[Stored data entries]
========

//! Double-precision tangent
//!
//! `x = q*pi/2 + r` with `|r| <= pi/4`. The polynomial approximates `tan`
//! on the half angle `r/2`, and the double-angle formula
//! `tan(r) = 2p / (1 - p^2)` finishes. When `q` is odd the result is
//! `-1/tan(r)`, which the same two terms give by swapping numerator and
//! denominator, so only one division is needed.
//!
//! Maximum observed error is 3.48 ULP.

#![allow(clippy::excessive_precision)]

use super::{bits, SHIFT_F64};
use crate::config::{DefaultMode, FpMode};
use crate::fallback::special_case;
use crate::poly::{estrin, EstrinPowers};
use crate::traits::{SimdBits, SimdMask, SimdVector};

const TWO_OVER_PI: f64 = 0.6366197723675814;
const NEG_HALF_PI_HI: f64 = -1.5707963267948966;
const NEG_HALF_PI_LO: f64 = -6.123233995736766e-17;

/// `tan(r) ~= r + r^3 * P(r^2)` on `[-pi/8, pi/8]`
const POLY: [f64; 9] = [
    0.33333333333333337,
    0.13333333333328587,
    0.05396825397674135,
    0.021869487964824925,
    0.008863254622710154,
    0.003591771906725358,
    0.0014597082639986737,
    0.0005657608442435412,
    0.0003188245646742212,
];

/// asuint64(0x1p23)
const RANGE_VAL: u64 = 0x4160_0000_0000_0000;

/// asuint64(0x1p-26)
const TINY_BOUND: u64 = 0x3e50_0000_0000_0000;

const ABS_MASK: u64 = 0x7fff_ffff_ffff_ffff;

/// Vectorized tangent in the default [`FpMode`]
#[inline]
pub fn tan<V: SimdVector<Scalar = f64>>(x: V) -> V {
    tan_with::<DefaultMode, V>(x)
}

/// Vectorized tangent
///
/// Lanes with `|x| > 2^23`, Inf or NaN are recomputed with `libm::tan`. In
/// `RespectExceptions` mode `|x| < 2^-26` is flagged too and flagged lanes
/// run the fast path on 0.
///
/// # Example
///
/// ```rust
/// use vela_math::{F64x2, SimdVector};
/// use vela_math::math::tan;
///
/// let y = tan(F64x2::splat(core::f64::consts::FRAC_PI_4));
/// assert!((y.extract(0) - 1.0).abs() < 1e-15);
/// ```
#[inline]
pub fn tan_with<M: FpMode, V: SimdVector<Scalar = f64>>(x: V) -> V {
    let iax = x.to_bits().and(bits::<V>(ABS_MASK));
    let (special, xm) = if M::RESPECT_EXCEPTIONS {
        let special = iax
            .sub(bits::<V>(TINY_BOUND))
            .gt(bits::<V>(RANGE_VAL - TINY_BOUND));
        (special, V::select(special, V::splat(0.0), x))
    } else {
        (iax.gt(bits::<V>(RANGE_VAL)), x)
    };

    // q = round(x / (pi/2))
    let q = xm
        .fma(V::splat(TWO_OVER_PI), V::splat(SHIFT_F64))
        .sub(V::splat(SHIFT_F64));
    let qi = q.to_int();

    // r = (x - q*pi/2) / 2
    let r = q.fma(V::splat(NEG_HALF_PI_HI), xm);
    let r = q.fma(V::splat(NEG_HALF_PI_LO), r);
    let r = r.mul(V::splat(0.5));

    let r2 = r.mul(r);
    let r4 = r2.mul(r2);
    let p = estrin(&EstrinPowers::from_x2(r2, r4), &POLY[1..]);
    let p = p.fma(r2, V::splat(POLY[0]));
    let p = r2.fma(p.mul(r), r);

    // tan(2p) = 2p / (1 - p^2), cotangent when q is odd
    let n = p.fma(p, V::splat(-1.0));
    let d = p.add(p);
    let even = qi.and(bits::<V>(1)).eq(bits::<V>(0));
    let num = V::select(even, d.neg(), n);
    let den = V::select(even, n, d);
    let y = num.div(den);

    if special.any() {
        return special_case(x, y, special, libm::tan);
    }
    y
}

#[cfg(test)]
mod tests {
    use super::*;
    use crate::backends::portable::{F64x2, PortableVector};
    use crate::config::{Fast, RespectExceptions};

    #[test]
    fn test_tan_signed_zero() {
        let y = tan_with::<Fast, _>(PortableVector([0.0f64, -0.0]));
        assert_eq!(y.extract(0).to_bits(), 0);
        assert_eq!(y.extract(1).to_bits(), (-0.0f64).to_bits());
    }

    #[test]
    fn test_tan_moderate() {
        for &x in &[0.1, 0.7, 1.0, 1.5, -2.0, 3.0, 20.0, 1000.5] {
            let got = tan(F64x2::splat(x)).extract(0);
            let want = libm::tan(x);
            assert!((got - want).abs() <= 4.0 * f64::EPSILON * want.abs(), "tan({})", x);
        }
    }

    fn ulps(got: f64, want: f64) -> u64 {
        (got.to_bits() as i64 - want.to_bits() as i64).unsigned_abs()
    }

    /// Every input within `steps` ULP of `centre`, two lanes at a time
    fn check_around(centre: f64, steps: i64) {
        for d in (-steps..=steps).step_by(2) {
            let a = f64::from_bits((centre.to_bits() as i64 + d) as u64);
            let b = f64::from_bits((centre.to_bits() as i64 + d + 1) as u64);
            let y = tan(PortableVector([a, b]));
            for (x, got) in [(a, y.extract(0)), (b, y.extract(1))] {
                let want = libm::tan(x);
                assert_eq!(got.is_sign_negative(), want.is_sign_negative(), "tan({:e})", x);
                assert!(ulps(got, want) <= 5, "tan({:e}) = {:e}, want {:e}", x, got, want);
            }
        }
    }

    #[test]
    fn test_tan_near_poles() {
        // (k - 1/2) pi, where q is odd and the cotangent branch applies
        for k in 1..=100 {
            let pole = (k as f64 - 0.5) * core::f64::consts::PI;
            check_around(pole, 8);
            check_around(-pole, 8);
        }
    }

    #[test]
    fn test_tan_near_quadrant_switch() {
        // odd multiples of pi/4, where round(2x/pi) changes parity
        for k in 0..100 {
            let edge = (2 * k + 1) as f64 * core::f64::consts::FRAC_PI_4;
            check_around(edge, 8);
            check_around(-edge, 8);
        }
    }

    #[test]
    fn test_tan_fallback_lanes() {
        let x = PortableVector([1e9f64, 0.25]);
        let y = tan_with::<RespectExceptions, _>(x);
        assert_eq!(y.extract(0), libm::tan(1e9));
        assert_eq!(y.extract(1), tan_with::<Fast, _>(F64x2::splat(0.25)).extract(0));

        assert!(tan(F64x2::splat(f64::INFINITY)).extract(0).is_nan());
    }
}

========

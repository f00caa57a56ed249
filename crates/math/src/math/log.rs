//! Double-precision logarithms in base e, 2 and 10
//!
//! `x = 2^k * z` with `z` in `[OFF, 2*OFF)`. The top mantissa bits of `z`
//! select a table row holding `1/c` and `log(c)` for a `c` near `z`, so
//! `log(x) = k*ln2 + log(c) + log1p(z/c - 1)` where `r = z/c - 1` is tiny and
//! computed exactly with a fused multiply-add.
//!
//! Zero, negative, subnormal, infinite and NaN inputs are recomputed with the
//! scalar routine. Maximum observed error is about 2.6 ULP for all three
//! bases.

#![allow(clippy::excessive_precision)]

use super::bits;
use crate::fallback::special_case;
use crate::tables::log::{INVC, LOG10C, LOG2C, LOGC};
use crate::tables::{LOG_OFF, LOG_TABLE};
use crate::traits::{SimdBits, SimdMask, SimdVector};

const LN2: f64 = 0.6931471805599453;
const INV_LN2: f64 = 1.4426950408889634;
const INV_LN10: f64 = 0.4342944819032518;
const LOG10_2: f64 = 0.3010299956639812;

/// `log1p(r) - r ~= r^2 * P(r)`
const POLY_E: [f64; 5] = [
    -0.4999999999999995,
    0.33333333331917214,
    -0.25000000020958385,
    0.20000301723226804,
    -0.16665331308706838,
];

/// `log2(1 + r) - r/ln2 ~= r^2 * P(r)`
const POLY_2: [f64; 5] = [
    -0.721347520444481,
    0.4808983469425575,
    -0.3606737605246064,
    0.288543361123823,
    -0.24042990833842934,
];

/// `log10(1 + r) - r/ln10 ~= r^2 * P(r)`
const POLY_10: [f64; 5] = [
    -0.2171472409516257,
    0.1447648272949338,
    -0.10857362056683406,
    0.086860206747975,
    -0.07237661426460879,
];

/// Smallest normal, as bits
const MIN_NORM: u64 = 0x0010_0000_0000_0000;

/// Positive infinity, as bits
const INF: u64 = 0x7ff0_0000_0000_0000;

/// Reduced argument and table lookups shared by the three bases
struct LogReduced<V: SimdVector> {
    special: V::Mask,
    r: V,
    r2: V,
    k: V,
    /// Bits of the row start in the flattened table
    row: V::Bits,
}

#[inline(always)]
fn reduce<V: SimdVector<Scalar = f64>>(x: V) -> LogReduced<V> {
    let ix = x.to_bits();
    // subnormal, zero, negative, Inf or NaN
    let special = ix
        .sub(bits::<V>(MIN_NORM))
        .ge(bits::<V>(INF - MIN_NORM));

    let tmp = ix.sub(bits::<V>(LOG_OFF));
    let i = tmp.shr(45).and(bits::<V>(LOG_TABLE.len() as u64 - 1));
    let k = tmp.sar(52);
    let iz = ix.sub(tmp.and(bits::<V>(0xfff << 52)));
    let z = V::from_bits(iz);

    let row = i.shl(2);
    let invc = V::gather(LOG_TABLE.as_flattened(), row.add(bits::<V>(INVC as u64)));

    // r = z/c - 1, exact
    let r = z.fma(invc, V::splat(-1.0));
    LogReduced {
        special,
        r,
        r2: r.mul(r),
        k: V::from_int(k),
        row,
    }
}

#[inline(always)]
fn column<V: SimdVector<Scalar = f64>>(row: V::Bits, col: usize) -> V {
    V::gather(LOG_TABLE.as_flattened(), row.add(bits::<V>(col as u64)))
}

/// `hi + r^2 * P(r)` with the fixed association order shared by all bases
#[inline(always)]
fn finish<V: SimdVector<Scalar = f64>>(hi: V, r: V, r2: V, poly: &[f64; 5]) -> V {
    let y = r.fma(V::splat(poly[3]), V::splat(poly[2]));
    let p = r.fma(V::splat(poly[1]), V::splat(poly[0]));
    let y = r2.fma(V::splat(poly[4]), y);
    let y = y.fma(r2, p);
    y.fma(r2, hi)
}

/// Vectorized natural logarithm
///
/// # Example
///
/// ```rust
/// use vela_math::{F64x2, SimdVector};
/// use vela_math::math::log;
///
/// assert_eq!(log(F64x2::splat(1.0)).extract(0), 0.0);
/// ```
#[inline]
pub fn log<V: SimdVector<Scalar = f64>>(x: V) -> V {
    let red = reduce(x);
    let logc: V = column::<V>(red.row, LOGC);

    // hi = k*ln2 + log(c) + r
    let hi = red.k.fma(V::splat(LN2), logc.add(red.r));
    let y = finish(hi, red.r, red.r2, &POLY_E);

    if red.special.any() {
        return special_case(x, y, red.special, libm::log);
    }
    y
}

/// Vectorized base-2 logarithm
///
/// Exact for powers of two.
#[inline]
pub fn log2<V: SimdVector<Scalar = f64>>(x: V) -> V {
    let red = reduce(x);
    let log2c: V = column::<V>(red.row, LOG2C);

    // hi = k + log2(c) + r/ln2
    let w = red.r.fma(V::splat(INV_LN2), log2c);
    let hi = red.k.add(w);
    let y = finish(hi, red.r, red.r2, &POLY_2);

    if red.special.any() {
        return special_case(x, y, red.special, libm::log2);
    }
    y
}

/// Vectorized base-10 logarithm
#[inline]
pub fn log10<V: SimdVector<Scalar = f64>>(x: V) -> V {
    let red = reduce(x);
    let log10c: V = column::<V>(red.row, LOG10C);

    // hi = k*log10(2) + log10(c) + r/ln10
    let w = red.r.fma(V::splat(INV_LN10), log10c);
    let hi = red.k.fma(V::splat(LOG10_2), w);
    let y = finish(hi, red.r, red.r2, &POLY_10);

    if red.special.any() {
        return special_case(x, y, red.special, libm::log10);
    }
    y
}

========

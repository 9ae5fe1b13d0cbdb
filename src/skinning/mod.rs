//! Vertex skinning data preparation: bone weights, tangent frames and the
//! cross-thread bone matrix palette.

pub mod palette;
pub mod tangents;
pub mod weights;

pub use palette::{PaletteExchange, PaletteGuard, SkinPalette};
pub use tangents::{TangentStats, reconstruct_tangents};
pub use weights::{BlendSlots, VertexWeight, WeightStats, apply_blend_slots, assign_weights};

========

§ Assigned task
What is needed is the number of lines in the data that hold the word "repository", and nothing more.

§ Reply
2